SybilLimit: A Near-Optimal Social Network Defense Against Sybil Attacks

Open-access distributed systems such as peer-to-peer systems are particularly vulnerable to sybil attacks, where a malicious user creates multiple fake identities (called sybil nodes). Without a trusted central authority that can tie identities to real human beings, defending against sybil attacks is quite challenging. Among the small number of decentralized approaches, our recent SybilGuard protocol leverages a key insight on social networks to bound the number of sybil nodes accepted. Despite its promising direction, SybilGuard can allow a large number of sybil nodes to be accepted.

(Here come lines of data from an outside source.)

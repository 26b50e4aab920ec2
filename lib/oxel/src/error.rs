use std::fmt;

/// An error raised by the reasoner.
///
/// An inconsistent ontology is not an error: it is a regular outcome of the saturation,
/// see [`Reasoner::is_consistent`](crate::Reasoner::is_consistent).
#[derive(Debug, thiserror::Error)]
#[non_exhaustive]
pub enum ReasonerError {
    /// The saturation has been cancelled through its [`CancellationToken`](crate::CancellationToken).
    ///
    /// The state is left resumable: the next saturation continues where this one stopped.
    #[error("The saturation has been interrupted")]
    Interrupted,
    /// The axiom uses a construct outside of the supported EL fragment.
    #[error(transparent)]
    Unsupported(#[from] UnsupportedConstructError),
    /// An internal invariant does not hold anymore.
    ///
    /// The results of the current reasoning attempt can't be trusted.
    #[error("Internal invariant violation: {0}")]
    InvariantViolation(String),
    /// The worker pool could not be started.
    #[error(transparent)]
    ThreadPool(#[from] rayon_core::ThreadPoolBuildError),
}

impl ReasonerError {
    pub(crate) fn invariant(message: impl Into<String>) -> Self {
        Self::InvariantViolation(message.into())
    }
}

/// A construct that can't be indexed because it falls outside of the EL fragment.
#[derive(Debug, Clone, PartialEq, Eq, thiserror::Error)]
#[error("{construct} is not supported {position}")]
pub struct UnsupportedConstructError {
    construct: &'static str,
    position: Position,
}

impl UnsupportedConstructError {
    pub(crate) fn new(construct: &'static str, position: Position) -> Self {
        Self {
            construct,
            position,
        }
    }

    /// The name of the unsupported OWL construct, e.g. `ObjectAllValuesFrom`.
    #[inline]
    pub fn construct(&self) -> &'static str {
        self.construct
    }
}

/// Where an unsupported construct has been found.
#[derive(Debug, Clone, Copy, PartialEq, Eq)]
pub(crate) enum Position {
    Positive,
    Negative,
    Anywhere,
}

impl fmt::Display for Position {
    fn fmt(&self, f: &mut fmt::Formatter<'_>) -> fmt::Result {
        match self {
            Self::Positive => f.write_str("as a super class"),
            Self::Negative => f.write_str("as a sub class"),
            Self::Anywhere => f.write_str("by the EL saturation"),
        }
    }
}
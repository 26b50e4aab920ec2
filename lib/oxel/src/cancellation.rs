use std::sync::Arc;
use std::sync::atomic::{AtomicBool, Ordering};

/// A token to cooperatively interrupt a running saturation.
///
/// Workers check it between two conclusions, so a conclusion is always fully applied.
///
/// ```
/// use oxel::CancellationToken;
///
/// let token = CancellationToken::new();
/// let clone = token.clone();
/// clone.cancel();
/// assert!(token.is_cancelled());
/// ```
#[derive(Clone, Default, Debug)]
pub struct CancellationToken {
    cancelled: Arc<AtomicBool>,
}

impl CancellationToken {
    pub fn new() -> Self {
        Self::default()
    }

    /// Requests the interruption of every computation sharing this token.
    pub fn cancel(&self) {
        self.cancelled.store(true, Ordering::Relaxed);
    }

    pub fn is_cancelled(&self) -> bool {
        self.cancelled.load(Ordering::Relaxed)
    }

    /// Clears a previous cancellation so the interrupted work can be resumed.
    pub fn reset(&self) {
        self.cancelled.store(false, Ordering::Relaxed);
    }
}
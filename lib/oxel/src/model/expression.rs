use crate::model::entity::{DataProperty, Individual, ObjectProperty, OwlClass};
use oxrdf::Literal;
use std::fmt;

/// An OWL 2 class expression.
///
/// The full constructor set is representable so that parsers don't have to filter their
/// output. Only the EL subset is accepted by the [`OntologyIndex`](crate::OntologyIndex).
#[derive(Debug, Clone, PartialEq, Eq, Hash)]
pub enum ClassExpression {
    /// A named class
    Class(OwlClass),
    /// ObjectIntersectionOf(C1, ..., Cn)
    ObjectIntersectionOf(Vec<ClassExpression>),
    /// ObjectUnionOf(C1, ..., Cn)
    ObjectUnionOf(Vec<ClassExpression>),
    /// ObjectComplementOf(C)
    ObjectComplementOf(Box<ClassExpression>),
    /// ObjectOneOf(a1, ..., an)
    ObjectOneOf(Vec<Individual>),
    /// ObjectSomeValuesFrom(P, C)
    ObjectSomeValuesFrom {
        property: ObjectPropertyExpression,
        filler: Box<ClassExpression>,
    },
    /// ObjectAllValuesFrom(P, C)
    ObjectAllValuesFrom {
        property: ObjectPropertyExpression,
        filler: Box<ClassExpression>,
    },
    /// ObjectHasValue(P, a)
    ObjectHasValue {
        property: ObjectPropertyExpression,
        individual: Individual,
    },
    /// ObjectHasSelf(P)
    ObjectHasSelf(ObjectPropertyExpression),
    /// ObjectMinCardinality(n, P, C)
    ObjectMinCardinality {
        cardinality: u32,
        property: ObjectPropertyExpression,
        filler: Option<Box<ClassExpression>>,
    },
    /// DataHasValue(P, v)
    DataHasValue { property: DataProperty, value: Literal },
    /// DataSomeValuesFrom(P, D), the data range is kept as its datatype IRI
    DataSomeValuesFrom {
        property: DataProperty,
        datatype: oxrdf::NamedNode,
    },
}

impl ClassExpression {
    pub fn class(class: impl Into<OwlClass>) -> Self {
        Self::Class(class.into())
    }

    pub fn thing() -> Self {
        Self::Class(OwlClass::thing())
    }

    pub fn nothing() -> Self {
        Self::Class(OwlClass::nothing())
    }

    pub fn intersection(operands: impl IntoIterator<Item = ClassExpression>) -> Self {
        Self::ObjectIntersectionOf(operands.into_iter().collect())
    }

    pub fn union(operands: impl IntoIterator<Item = ClassExpression>) -> Self {
        Self::ObjectUnionOf(operands.into_iter().collect())
    }

    pub fn complement(operand: ClassExpression) -> Self {
        Self::ObjectComplementOf(Box::new(operand))
    }

    /// `{a}`
    pub fn nominal(individual: impl Into<Individual>) -> Self {
        Self::ObjectOneOf(vec![individual.into()])
    }

    pub fn some_values_from(
        property: impl Into<ObjectPropertyExpression>,
        filler: ClassExpression,
    ) -> Self {
        Self::ObjectSomeValuesFrom {
            property: property.into(),
            filler: Box::new(filler),
        }
    }

    pub fn has_value(
        property: impl Into<ObjectPropertyExpression>,
        individual: impl Into<Individual>,
    ) -> Self {
        Self::ObjectHasValue {
            property: property.into(),
            individual: individual.into(),
        }
    }

    /// Returns the OWL functional syntax name of the constructor.
    pub fn constructor_name(&self) -> &'static str {
        match self {
            Self::Class(_) => "Class",
            Self::ObjectIntersectionOf(_) => "ObjectIntersectionOf",
            Self::ObjectUnionOf(_) => "ObjectUnionOf",
            Self::ObjectComplementOf(_) => "ObjectComplementOf",
            Self::ObjectOneOf(_) => "ObjectOneOf",
            Self::ObjectSomeValuesFrom { .. } => "ObjectSomeValuesFrom",
            Self::ObjectAllValuesFrom { .. } => "ObjectAllValuesFrom",
            Self::ObjectHasValue { .. } => "ObjectHasValue",
            Self::ObjectHasSelf(_) => "ObjectHasSelf",
            Self::ObjectMinCardinality { .. } => "ObjectMinCardinality",
            Self::DataHasValue { .. } => "DataHasValue",
            Self::DataSomeValuesFrom { .. } => "DataSomeValuesFrom",
        }
    }
}

impl From<OwlClass> for ClassExpression {
    fn from(class: OwlClass) -> Self {
        Self::Class(class)
    }
}

impl fmt::Display for ClassExpression {
    fn fmt(&self, f: &mut fmt::Formatter<'_>) -> fmt::Result {
        fn list<T: fmt::Display>(f: &mut fmt::Formatter<'_>, items: &[T]) -> fmt::Result {
            for (i, item) in items.iter().enumerate() {
                if i > 0 {
                    f.write_str(" ")?;
                }
                write!(f, "{item}")?;
            }
            Ok(())
        }
        match self {
            Self::Class(c) => write!(f, "{c}"),
            Self::ObjectIntersectionOf(operands) | Self::ObjectUnionOf(operands) => {
                write!(f, "{}(", self.constructor_name())?;
                list(f, operands)?;
                f.write_str(")")
            }
            Self::ObjectComplementOf(c) => write!(f, "ObjectComplementOf({c})"),
            Self::ObjectOneOf(individuals) => {
                f.write_str("ObjectOneOf(")?;
                list(f, individuals)?;
                f.write_str(")")
            }
            Self::ObjectSomeValuesFrom { property, filler }
            | Self::ObjectAllValuesFrom { property, filler } => {
                write!(f, "{}({property} {filler})", self.constructor_name())
            }
            Self::ObjectHasValue {
                property,
                individual,
            } => write!(f, "ObjectHasValue({property} {individual})"),
            Self::ObjectHasSelf(property) => write!(f, "ObjectHasSelf({property})"),
            Self::ObjectMinCardinality {
                cardinality,
                property,
                filler,
            } => {
                write!(f, "ObjectMinCardinality({cardinality} {property}")?;
                if let Some(filler) = filler {
                    write!(f, " {filler}")?;
                }
                f.write_str(")")
            }
            Self::DataHasValue { property, value } => {
                write!(f, "DataHasValue({property} {value})")
            }
            Self::DataSomeValuesFrom { property, datatype } => {
                write!(f, "DataSomeValuesFrom({property} {datatype})")
            }
        }
    }
}

/// An object property expression.
#[derive(Debug, Clone, PartialEq, Eq, Hash)]
pub enum ObjectPropertyExpression {
    ObjectProperty(ObjectProperty),
    /// ObjectInverseOf(P), not supported by EL reasoning
    InverseOf(ObjectProperty),
}

impl From<ObjectProperty> for ObjectPropertyExpression {
    fn from(property: ObjectProperty) -> Self {
        Self::ObjectProperty(property)
    }
}

impl fmt::Display for ObjectPropertyExpression {
    fn fmt(&self, f: &mut fmt::Formatter<'_>) -> fmt::Result {
        match self {
            Self::ObjectProperty(p) => write!(f, "{p}"),
            Self::InverseOf(p) => write!(f, "ObjectInverseOf({p})"),
        }
    }
}
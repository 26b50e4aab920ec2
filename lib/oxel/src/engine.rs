//! The parallel fixpoint loop.

use crate::cancellation::CancellationToken;
use crate::context::Context;
use crate::error::ReasonerError;
use crate::indexing::ClassId;
use crate::rules::RuleApplicator;
use crate::state::{ContextCreationPolicy, SaturationState, SaturationStateWriter};
use crate::statistics::{SaturationObserver, WorkerStatistics};
use rayon_core::ThreadPoolBuilder;
use std::sync::atomic::{AtomicUsize, Ordering};
use std::sync::{Arc, Mutex, PoisonError};
use std::thread;
use std::time::Instant;
use tracing::{debug, trace};

/// Drains the active contexts of a [`SaturationState`] by applying the rules to their
/// conclusions until no context has pending conclusions.
///
/// Any number of workers may run [`process`](Self::process) concurrently on the same engine.
pub struct RuleApplicationEngine<'a> {
    applicator: RuleApplicator<'a>,
    state: &'a SaturationState,
    observer: Option<&'a dyn SaturationObserver>,
    token: &'a CancellationToken,
    /// Workers currently holding or polling for a context
    busy_workers: AtomicUsize,
}

impl<'a> RuleApplicationEngine<'a> {
    pub fn new(
        applicator: RuleApplicator<'a>,
        state: &'a SaturationState,
        token: &'a CancellationToken,
    ) -> Self {
        Self {
            applicator,
            state,
            observer: None,
            token,
            busy_workers: AtomicUsize::new(0),
        }
    }

    #[must_use]
    pub fn with_observer(mut self, observer: Option<&'a dyn SaturationObserver>) -> Self {
        self.observer = observer;
        self
    }

    /// Makes sure the context of `root` exists and is scheduled if it has pending conclusions.
    pub fn submit(&self, root: ClassId) {
        let (context, created) = self.state.get_or_create(root);
        if created {
            if let Some(observer) = self.observer {
                observer.context_created(root);
            }
        }
        if context.has_pending() {
            self.state.activate(&context);
        }
    }

    /// The worker loop: processes active contexts until every worker runs out of them.
    ///
    /// Returns [`ReasonerError::Interrupted`] if the cancellation token is triggered. The
    /// context being processed is put back into the active queue with its remaining
    /// conclusions so that a later call resumes the saturation.
    pub fn process(&self) -> Result<WorkerStatistics, ReasonerError> {
        let mut writer = self.state.writer(ContextCreationPolicy::Create, self.observer);
        let mut statistics = WorkerStatistics::default();
        let result = self.process_loop(&mut writer, &mut statistics);
        statistics.conclusions_produced = writer.produced();
        statistics.contexts_created = writer.created();
        if let Some(observer) = self.observer {
            observer.worker_finished(&statistics);
        }
        result.map(|()| statistics)
    }

    fn process_loop(
        &self,
        writer: &mut SaturationStateWriter<'_>,
        statistics: &mut WorkerStatistics,
    ) -> Result<(), ReasonerError> {
        loop {
            if self.token.is_cancelled() {
                return Err(ReasonerError::Interrupted);
            }
            self.busy_workers.fetch_add(1, Ordering::SeqCst);
            let Some(context) = self.state.poll_for_active_context() else {
                self.busy_workers.fetch_sub(1, Ordering::SeqCst);
                if self.busy_workers.load(Ordering::SeqCst) == 0
                    && !self.state.has_active_contexts()
                {
                    return Ok(());
                }
                thread::yield_now();
                continue;
            };
            if !self.state.is_live(&context) {
                // Dropped by the incremental maintenance while queued
                context.deactivate();
                self.busy_workers.fetch_sub(1, Ordering::SeqCst);
                continue;
            }
            let result = self.process_context(context, writer, statistics);
            self.busy_workers.fetch_sub(1, Ordering::SeqCst);
            result?;
        }
    }

    fn process_context(
        &self,
        context: Arc<Context>,
        writer: &mut SaturationStateWriter<'_>,
        statistics: &mut WorkerStatistics,
    ) -> Result<(), ReasonerError> {
        statistics.contexts_processed += 1;
        let root = context.root();
        loop {
            if self.token.is_cancelled() {
                self.state.requeue(context);
                return Err(ReasonerError::Interrupted);
            }
            let Some(conclusion) = context.poll() else {
                context.deactivate();
                // A producer may have pushed between the poll and the deactivation
                if context.has_pending() && context.activate() {
                    continue;
                }
                return Ok(());
            };
            statistics.conclusions_processed += 1;
            trace!(root = root.raw(), ?conclusion, "processing conclusion");
            if self
                .applicator
                .process(root, conclusion, &mut context.premises(), writer)
            {
                statistics.conclusions_stored += 1;
            }
        }
    }

    /// Runs the workers until the fixpoint is reached.
    ///
    /// One worker runs on the calling thread, more are run in a dedicated thread pool.
    /// Contexts left without pending conclusions are then flagged as saturated.
    pub fn saturate(&self, workers: usize) -> Result<WorkerStatistics, ReasonerError> {
        let start = Instant::now();
        let statistics = if workers <= 1 {
            self.process()?
        } else {
            let results = Mutex::new(Vec::with_capacity(workers));
            ThreadPoolBuilder::new()
                .num_threads(workers)
                .thread_name(|i| format!("oxel saturation worker {i}"))
                .build()?
                .scope(|s| {
                    for _ in 0..workers {
                        s.spawn(|_| {
                            let result = self.process();
                            results
                                .lock()
                                .unwrap_or_else(PoisonError::into_inner)
                                .push(result);
                        });
                    }
                });
            let mut statistics = WorkerStatistics::default();
            for result in results.into_inner().unwrap_or_else(PoisonError::into_inner) {
                statistics += result?;
            }
            statistics
        };
        for context in self.state.take_not_saturated() {
            if !self.state.is_live(&context) {
                // Removed from the index after an interrupted pass
                continue;
            }
            if context.has_pending() {
                return Err(ReasonerError::invariant(format!(
                    "the context of {} still has pending conclusions after saturation",
                    context.root().raw()
                )));
            }
            context.set_saturated(true);
        }
        let elapsed = start.elapsed();
        if let Some(observer) = self.observer {
            observer.saturation_finished(&statistics, elapsed);
        }
        debug!(
            workers,
            contexts = self.state.len(),
            contexts_created = statistics.contexts_created,
            conclusions_produced = statistics.conclusions_produced,
            conclusions_processed = statistics.conclusions_processed,
            elapsed_ms = elapsed.as_millis(),
            "saturation finished"
        );
        Ok(statistics)
    }
}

Furthermore, SybilGuard assumes that social networks are fast-mixing, which has never been confirmed in the real world. This paper presents the novel SybilLimit protocol that leverages the same insight as SybilGuard, but offers dramatically improved and near-optimal guarantees. The number of sybil nodes accepted is reduced by a factor of Theta(root n), or around 200 times in our experiments for a million-node system. We further prove that SybilLimit's guarantee is at most a log n factor away from optimal when considering approaches based on fast-mixing social networks. Finally, based on three large-scale real-world social networks, we provide the first evidence that real-world social networks are indeed fast-mixing. This validates the fundamental assumption behind SybilLimit's and SybilGuard's approach.